Prof Phil Beales
Institute of Child Health
University College London
ciliopathy, Bardet Biedl Syndrome, intraflagellar transport
Ciliopathy Research. Traditionally our efforts have been concentrated on understanding the normal cellular and developmental roles of cilia proteins and how collectively they give rise to the phenotypes observed. To this end we have developed several tools including modelling the diseases in cell lines and model organisms such as Danio Rerio and Mus Musculus. We also continue to closely study the human BBS phenotype and have previously reported on the genetic epidemiology, natural history, novel phenotypes, genotype-phenotype correlation, and the behavioural and neurological aspects seen in this disorder.
In the years following our work linking BBS to cilia many phenotypically similar diseases were also found to be ciliopathies. However research done in this lab was the first to show that some chondrodysplasias are also caused by ciliary dysfunction. The finding that mutations in the intraflagellar transport (IFT) component IFT80 were causative in JATD has led to the discovery of a whole class of skeletal ciliopathies including JATD, the short rib polydactyly syndromes, Sensenbrenner/CED and Mainzer-Saldino. Causative genes have now been found for most of these, the vast majority of which also encode components of the core IFT complexes. Work to define precisely how and why defects in IFT lead to the skeletal phenotypes observed in this class of ciliopathies is ongoing.
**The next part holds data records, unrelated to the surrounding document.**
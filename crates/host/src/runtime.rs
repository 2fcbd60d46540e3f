//! Host session loop
//!
//! One task per open document owns the [`HostContext`]. Frames from the view
//! and host-side events (external changes, finished uploads, completed writes)
//! are handled one at a time, in arrival order.

use std::future::Future;
use std::ops::ControlFlow;
use std::path::PathBuf;
use std::sync::Arc;

use tokio::sync::{mpsc, watch};
use tokio::task::JoinHandle;
use tracing::{debug, info, trace, warn};

use md_web_protocol::{
    Channel, CommandName, Dispatcher, EditPayload, EditorConfig, FormatKind, FormatRequest, Link, Side,
    UploadFailure, UploadRequest, UploadResolved,
};

use crate::bridge::{DocumentBridge, EditOutcome, ExternalOrigin};
use crate::commands::host_table;
use crate::config::Config;
use crate::persist::{DocumentStore, FsDocumentStore, PersistPolicy, Persister, StoreError};
use crate::services::{HostServices, TracingServices};
use crate::session::{Session, SessionId};
use crate::upload::{spawn_store, AttachmentStore, FsAttachmentStore};

#[derive(Debug)]
pub enum HostEvent {
    /// Content replaced on the host side (undo, redo, reload from disk)
    External { content: String, origin: ExternalOrigin },
    /// The view became visible again; resend the last scroll offset
    Reveal,
    Format(FormatKind),
    UploadFinished { token: u64, result: Result<String, String> },
    Persisted { revision: u64 },
    PersistFailed { revision: u64, reason: String },
    Close,
}

/// What a status bar needs to know about a session
#[derive(Debug, Clone, Copy, Default, PartialEq, Eq)]
pub struct SessionStatus {
    pub revision: u64,
    pub persisted_revision: u64,
    pub dirty: bool,
    pub words: usize,
    pub view_ready: bool,
    pub closed: bool,
}

/// Cloneable handle to a running session
#[derive(Debug, Clone)]
pub struct HostHandle {
    id: SessionId,
    events: mpsc::UnboundedSender<HostEvent>,
    status: watch::Receiver<SessionStatus>,
}

impl HostHandle {
    pub fn id(&self) -> &str {
        &self.id
    }

    fn send(&self, event: HostEvent) -> bool {
        self.events.send(event).is_ok()
    }

    pub fn external(&self, content: impl Into<String>, origin: ExternalOrigin) -> bool {
        self.send(HostEvent::External {
            content: content.into(),
            origin,
        })
    }

    pub fn reveal(&self) -> bool {
        self.send(HostEvent::Reveal)
    }

    pub fn format(&self, kind: FormatKind) -> bool {
        self.send(HostEvent::Format(kind))
    }

    pub fn close(&self) -> bool {
        self.send(HostEvent::Close)
    }

    pub fn status(&self) -> SessionStatus {
        *self.status.borrow()
    }

    pub fn watch_status(&self) -> watch::Receiver<SessionStatus> {
        self.status.clone()
    }

    pub fn is_closed(&self) -> bool {
        self.events.is_closed()
    }
}

/// Collaborators a session talks to
#[derive(Clone)]
pub struct HostDeps {
    pub documents: Arc<dyn DocumentStore>,
    pub attachments: Arc<dyn AttachmentStore>,
    pub services: Arc<dyn HostServices>,
}

impl HostDeps {
    /// Local files, with service requests only logged
    pub fn filesystem(config: &Config) -> Self {
        Self {
            documents: Arc::new(FsDocumentStore),
            attachments: Arc::new(FsAttachmentStore::new(config.session.assets_dir.clone())),
            services: Arc::new(TracingServices),
        }
    }
}

#[derive(Debug, Clone, Default)]
pub struct HostOptions {
    pub editor: EditorConfig,
    pub persist: PersistPolicy,
}

impl HostOptions {
    pub fn from_config(config: &Config) -> Self {
        Self {
            editor: config.editor.to_editor_config(),
            persist: PersistPolicy {
                debounce: config.persist_debounce(),
                attempts: config.session.persist_attempts.max(1),
                ..PersistPolicy::default()
            },
        }
    }
}

/// Read `document` and build its session
pub async fn load_session(documents: &dyn DocumentStore, document: PathBuf) -> Result<Session, StoreError> {
    let content = documents.load(&document).await?;
    Ok(Session::new(document, content))
}

pub struct HostContext {
    pub(crate) bridge: DocumentBridge,
    pub(crate) channel: Channel,
    pub(crate) events: mpsc::UnboundedSender<HostEvent>,
    pub(crate) persister: Persister,
    pub(crate) deps: HostDeps,
    pub(crate) editor: EditorConfig,
    status: watch::Sender<SessionStatus>,
}

impl HostContext {
    pub(crate) fn id(&self) -> &str {
        &self.bridge.session().id
    }

    pub(crate) fn document(&self) -> PathBuf {
        self.bridge.session().document.clone()
    }

    pub(crate) fn emit<P: serde::Serialize + ?Sized>(&mut self, name: CommandName, payload: &P) {
        if let Err(e) = self.channel.emit(name.clone(), payload) {
            warn!(session_id = %self.id(), command = %name, "emit failed: {}", e);
        }
    }

    /// Answer `init`: send the document, then release anything queued for the view
    pub(crate) fn greet(&mut self) {
        let open = self.bridge.open_payload(self.editor.clone());
        let revision = open.revision;
        self.emit(CommandName::Open, &open);
        match self.channel.mark_peer_ready() {
            Ok(flushed) => info!(session_id = %self.id(), revision, flushed, "view ready"),
            Err(e) => warn!(session_id = %self.id(), "view went away during handshake: {}", e),
        }
        self.publish_status();
    }

    pub(crate) fn accept_edit(&mut self, edit: EditPayload, force: bool) {
        match self.bridge.accept_edit(edit) {
            EditOutcome::Accepted { revision } => {
                debug!(session_id = %self.id(), revision, "edit accepted");
                self.persister.submit(self.bridge.snapshot());
            }
            EditOutcome::Unchanged => trace!(session_id = %self.id(), "edit without changes"),
            EditOutcome::Stale { base, external } => {
                warn!(
                    session_id = %self.id(),
                    base,
                    external,
                    "dropping edit made before an external change"
                );
            }
        }
        if force {
            self.persister.flush_now();
        }
        self.publish_status();
    }

    pub(crate) fn store_upload(&self, request: UploadRequest) {
        debug!(session_id = %self.id(), token = request.token, mime = %request.mime, "upload requested");
        spawn_store(
            self.deps.attachments.clone(),
            self.document(),
            request,
            self.events.clone(),
        );
    }

    /// Run a service call off the loop; failures are logged
    pub(crate) fn spawn_service<F>(&self, service: &'static str, call: F)
    where
        F: Future<Output = anyhow::Result<()>> + Send + 'static,
    {
        let id = self.id().to_string();
        tokio::spawn(async move {
            if let Err(e) = call.await {
                warn!(session_id = %id, service, "service call failed: {:#}", e);
            }
        });
    }

    fn publish_status(&self) {
        let session = self.bridge.session();
        let status = SessionStatus {
            revision: session.revision,
            persisted_revision: session.persisted_revision,
            dirty: session.dirty,
            words: session.word_count(),
            view_ready: self.channel.peer_ready(),
            closed: false,
        };
        self.status.send_if_modified(|current| {
            if *current == status {
                false
            } else {
                *current = status;
                true
            }
        });
    }

    /// Break once the session has been asked to close
    fn handle_event(&mut self, event: HostEvent) -> ControlFlow<()> {
        match event {
            HostEvent::External { content, origin } => {
                if let Some(update) = self.bridge.apply_external(content, origin) {
                    self.persister.submit(self.bridge.snapshot());
                    self.emit(CommandName::Update, &update);
                }
            }
            HostEvent::Reveal => {
                let top = self.bridge.session().scroll_top;
                self.emit(CommandName::RestoreScrollPosition, &top);
            }
            HostEvent::Format(kind) => {
                self.emit(CommandName::Format, &FormatRequest::new(kind));
            }
            HostEvent::UploadFinished { token, result } => match result {
                Ok(uri) => self.emit(CommandName::Uploaded, &UploadResolved { token, uri }),
                Err(reason) => self.emit(CommandName::UploadFailed, &UploadFailure { token, reason }),
            },
            HostEvent::Persisted { revision } => {
                if self.bridge.mark_persisted(revision) {
                    debug!(session_id = %self.id(), revision, "session clean");
                }
            }
            HostEvent::PersistFailed { revision, reason } => {
                warn!(session_id = %self.id(), revision, "document left unsaved: {}", reason);
            }
            HostEvent::Close => return ControlFlow::Break(()),
        }
        self.publish_status();
        ControlFlow::Continue(())
    }
}

pub struct Host {
    ctx: HostContext,
    table: Dispatcher<HostContext>,
    inbound: mpsc::UnboundedReceiver<Vec<u8>>,
    events: mpsc::UnboundedReceiver<HostEvent>,
}

impl Host {
    /// Must be called inside a tokio runtime; the persister starts immediately
    pub fn new(link: Link, session: Session, deps: HostDeps, options: HostOptions) -> (Self, HostHandle) {
        let (events_tx, events_rx) = mpsc::unbounded_channel();
        let (status_tx, status_rx) = watch::channel(SessionStatus::default());

        let bridge = DocumentBridge::new(session);
        let persister = Persister::spawn(
            deps.documents.clone(),
            bridge.session().document.clone(),
            bridge.snapshot(),
            options.persist,
            events_tx.clone(),
        );
        let handle = HostHandle {
            id: bridge.session().id.clone(),
            events: events_tx.clone(),
            status: status_rx,
        };

        let ctx = HostContext {
            bridge,
            channel: Channel::new(Side::Host, link.tx),
            events: events_tx,
            persister,
            deps,
            editor: options.editor,
            status: status_tx,
        };
        ctx.publish_status();

        (
            Self {
                ctx,
                table: host_table(),
                inbound: link.rx,
                events: events_rx,
            },
            handle,
        )
    }

    /// Serve until the view goes away or the session is closed, then flush
    pub async fn run(mut self) {
        let id = self.ctx.id().to_string();
        info!(session_id = %id, document = %self.ctx.document().display(), "session started");

        loop {
            tokio::select! {
                frame = self.inbound.recv() => {
                    let Some(frame) = frame else {
                        info!(session_id = %id, "view link closed");
                        break;
                    };
                    let outcome = self.table.dispatch(&mut self.ctx, &frame);
                    trace!(session_id = %id, ?outcome, "dispatched");
                }
                event = self.events.recv() => {
                    let closing = match event {
                        Some(event) => self.ctx.handle_event(event).is_break(),
                        None => true,
                    };
                    if closing {
                        info!(session_id = %id, "session closing");
                        break;
                    }
                }
            }
        }

        self.shutdown().await;
        info!(session_id = %id, "session ended");
    }

    async fn shutdown(self) {
        let Self { ctx, mut events, .. } = self;
        let HostContext {
            mut bridge,
            persister,
            status,
            channel,
            ..
        } = ctx;

        persister.close().await;
        while let Ok(event) = events.try_recv() {
            if let HostEvent::Persisted { revision } = event {
                bridge.mark_persisted(revision);
            }
        }

        let session = bridge.session();
        if session.dirty {
            warn!(session_id = %session.id, revision = session.revision, "closed with unsaved changes");
        }
        status.send_replace(SessionStatus {
            revision: session.revision,
            persisted_revision: session.persisted_revision,
            dirty: session.dirty,
            words: session.word_count(),
            view_ready: channel.peer_ready(),
            closed: true,
        });
    }
}

/// Build a session host and run it on its own task
pub fn spawn_session(
    link: Link,
    session: Session,
    deps: HostDeps,
    options: HostOptions,
) -> (HostHandle, JoinHandle<()>) {
    let (host, handle) = Host::new(link, session, deps, options);
    (handle, tokio::spawn(host.run()))
}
We also work on a range of other areas related to the ciliopathies which include:
• The role of transcription factors in regulating expression of cilia proteins
• The biology of cilia formation and intraflagellar transport
• The relationship of cilia proteins to intracellular signalling pathways
• The relationship between the cilium and the cytoskeleton
Most recently we have begun focusing on establishing therapies for the ciliopathies. We are actively engaged in a range of projects encompassing both drug based and gene therapy approaches to try and find novel treatment options for these conditions.